One way or another, the stage seems to be set for a reunion of some kind. Even the shoplifting spree at the department store echoes the cold open from Season 6, Episode 6, when Kimmy is caught stealing and gets rewarded for it by her mom. At first, I even wondered if Carol Burnett was playing Kim’s mom. (She isn’t.)
Speaking of Carol Burnett, could there be something in her final exchange with Gene, when she asks whatever happened to Nippy? At first, Gene doesn’t know what she’s talking about. Nippy? Then it hits him: the ruse with the LOST DOG posters. That Nippy. “You’re not gonna believe this but he was with a family the whole time,” Gene says. “Just a few blocks away.” Could that be some kind of hint as to Kim’s location vis-à-vis Gene’s?!

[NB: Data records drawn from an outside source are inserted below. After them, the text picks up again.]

//! Tests for `pinsync plan`.

use predicates::prelude::*;

use crate::common::TestEnv;

const MAIL: &str = "https://mail.test/";
const CHAT: &str = "https://chat.test/";

#[test]
fn plan_lists_creates_without_mutating() {
  let env = TestEnv::with_world(&[(1, &[(1, MAIL, true)]), (2, &[(2, CHAT, true)])]);
  let world = env.world();

  let plans = env.json(&["plan", "--world", &env.world_arg()]);

  let plans = plans.as_array().unwrap();
  assert_eq!(plans.len(), 2);
  let first = plans.iter().find(|p| p["collection"] == 1).unwrap();
  assert_eq!(first["plan"]["to_create"][0]["target"], CHAT);
  let second = plans.iter().find(|p| p["collection"] == 2).unwrap();
  assert_eq!(second["plan"]["to_create"][0]["target"], MAIL);

  assert_eq!(env.world(), world);
  assert!(!env.store_path().exists());
}

#[test]
fn plan_uses_stored_mapping() {
  let env = TestEnv::with_world(&[(1, &[(1, MAIL, true), (2, CHAT, true)])]);
  env.write_store(&[(MAIL, MAIL)]);

  let plans = env.json(&["plan", "--world", &env.world_arg()]);

  assert_eq!(plans[0]["plan"]["to_remove"][0], 2);
  assert_eq!(plans[0]["plan"]["to_create"].as_array().unwrap().len(), 0);
}

#[test]
fn plan_text_reports_actions() {
  let env = TestEnv::with_world(&[(1, &[(1, MAIL, true)]), (2, &[])]);

  env
    .cmd()
    .args(["plan", "--world", &env.world_arg()])
    .assert()
    .success()
    .stdout(predicate::str::contains("Collection 2:"))
    .stdout(predicate::str::contains(MAIL))
    .stdout(predicate::str::contains("Plan: 1 action"));
}

#[test]
fn plan_reports_converged_world() {
  let env = TestEnv::with_world(&[(1, &[(1, MAIL, true)]), (2, &[(2, MAIL, true)])]);

  env
    .cmd()
    .args(["plan", "--world", &env.world_arg()])
    .assert()
    .success()
    .stdout(predicate::str::contains("All collections are in sync"));
}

More questions: Will Jeffy steer clear of Gene, as ordered? Or will the fury we see on his face as Gene continues schmoozing Marion lead him to do something rash? How will Walter White and Jesse Pinkman play into the final act? And will we ever see Kim again?
Only three episodes left to find out! But let me just point out, in a video that went up on this here Web site just today, that Bob Odenkirk himself says by way of dismissing a fan theory involving Jimmy and Kim: “That doesn’t address what’s gone on between these two. And there’s no way we leave the show without looking at that and taking it apart a little bit.”